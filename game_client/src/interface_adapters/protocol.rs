// Wire protocol DTOs for the game server WebSocket.
// Every frame in either direction is `{"event": <name>, "args": [...]}`.

use crate::domain::UpgradeKind;
use crate::use_cases::{InboundEvent, OutboundEvent};
use serde::{Deserialize, Serialize};
use serde_json::{Value, json};

/// First inbound event on a connection; carries the own connection id.
pub const SESSION_EVENT: &str = "session";

#[derive(Debug, Clone, PartialEq, Serialize, Deserialize)]
pub struct EventFrame {
    pub event: String,
    #[serde(default)]
    pub args: Vec<Value>,
}

impl EventFrame {
    pub fn new(event: impl Into<String>, args: Vec<Value>) -> Self {
        Self {
            event: event.into(),
            args,
        }
    }
}

impl From<EventFrame> for InboundEvent {
    fn from(frame: EventFrame) -> Self {
        InboundEvent::new(frame.event, frame.args)
    }
}

impl From<&OutboundEvent> for EventFrame {
    fn from(event: &OutboundEvent) -> Self {
        let args = match event {
            OutboundEvent::RequestInitialize | OutboundEvent::EnterDebug => Vec::new(),
            OutboundEvent::RotationChange { radians } => vec![json!(radians)],
            OutboundEvent::MissileShot(shot) => vec![json!({
                "x": shot.x,
                "y": shot.y,
                "mouseX": shot.mouse_x,
                "mouseY": shot.mouse_y,
                "rotation": shot.rotation,
            })],
            OutboundEvent::AttemptUpgrade(kind) => vec![upgrade_arg(*kind)],
            OutboundEvent::DebugAdjust { delta, .. } => delta.iter().map(|d| json!(d)).collect(),
        };
        EventFrame::new(event.name(), args)
    }
}

fn upgrade_arg(kind: UpgradeKind) -> Value {
    Value::String(kind.wire_name().to_string())
}

#[cfg(test)]
mod tests {
    use super::*;
    use crate::domain::DebugField;
    use crate::use_cases::ShotInfo;

    #[test]
    fn when_args_are_absent_then_frame_defaults_to_empty() {
        let frame: EventFrame =
            serde_json::from_str(r#"{"event":"spectate"}"#).expect("valid frame");
        let event = InboundEvent::from(frame);
        assert_eq!(event.name, "spectate");
        assert!(event.args.is_empty());
    }

    #[test]
    fn when_shot_is_encoded_then_payload_uses_camel_case() {
        let shot = OutboundEvent::MissileShot(ShotInfo {
            x: 1.0,
            y: 2.0,
            mouse_x: 3.0,
            mouse_y: 4.0,
            rotation: 0.5,
        });

        let text = serde_json::to_value(EventFrame::from(&shot)).expect("serializes");

        assert_eq!(
            text,
            json!({
                "event": "missileShot",
                "args": [{"x": 1.0, "y": 2.0, "mouseX": 3.0, "mouseY": 4.0, "rotation": 0.5}],
            })
        );
    }

    #[test]
    fn when_debug_adjust_has_no_step_then_args_are_empty() {
        let round = EventFrame::from(&OutboundEvent::DebugAdjust {
            field: DebugField::Round,
            delta: None,
        });
        let rate = EventFrame::from(&OutboundEvent::DebugAdjust {
            field: DebugField::CometRate,
            delta: Some(500),
        });

        assert_eq!(round, EventFrame::new("changeRound", vec![]));
        assert_eq!(rate, EventFrame::new("changeCometRate", vec![json!(500)]));
    }

    #[test]
    fn when_upgrade_is_attempted_then_wire_name_is_sent() {
        let frame = EventFrame::from(&OutboundEvent::AttemptUpgrade(UpgradeKind::RegenSpeed));
        assert_eq!(frame.args, vec![json!("regenSpeed")]);
    }
}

======

## Exercise instructions
State how many lines of the data above contain the string "OutboundEvent", and give no other words.

## Exercise result
12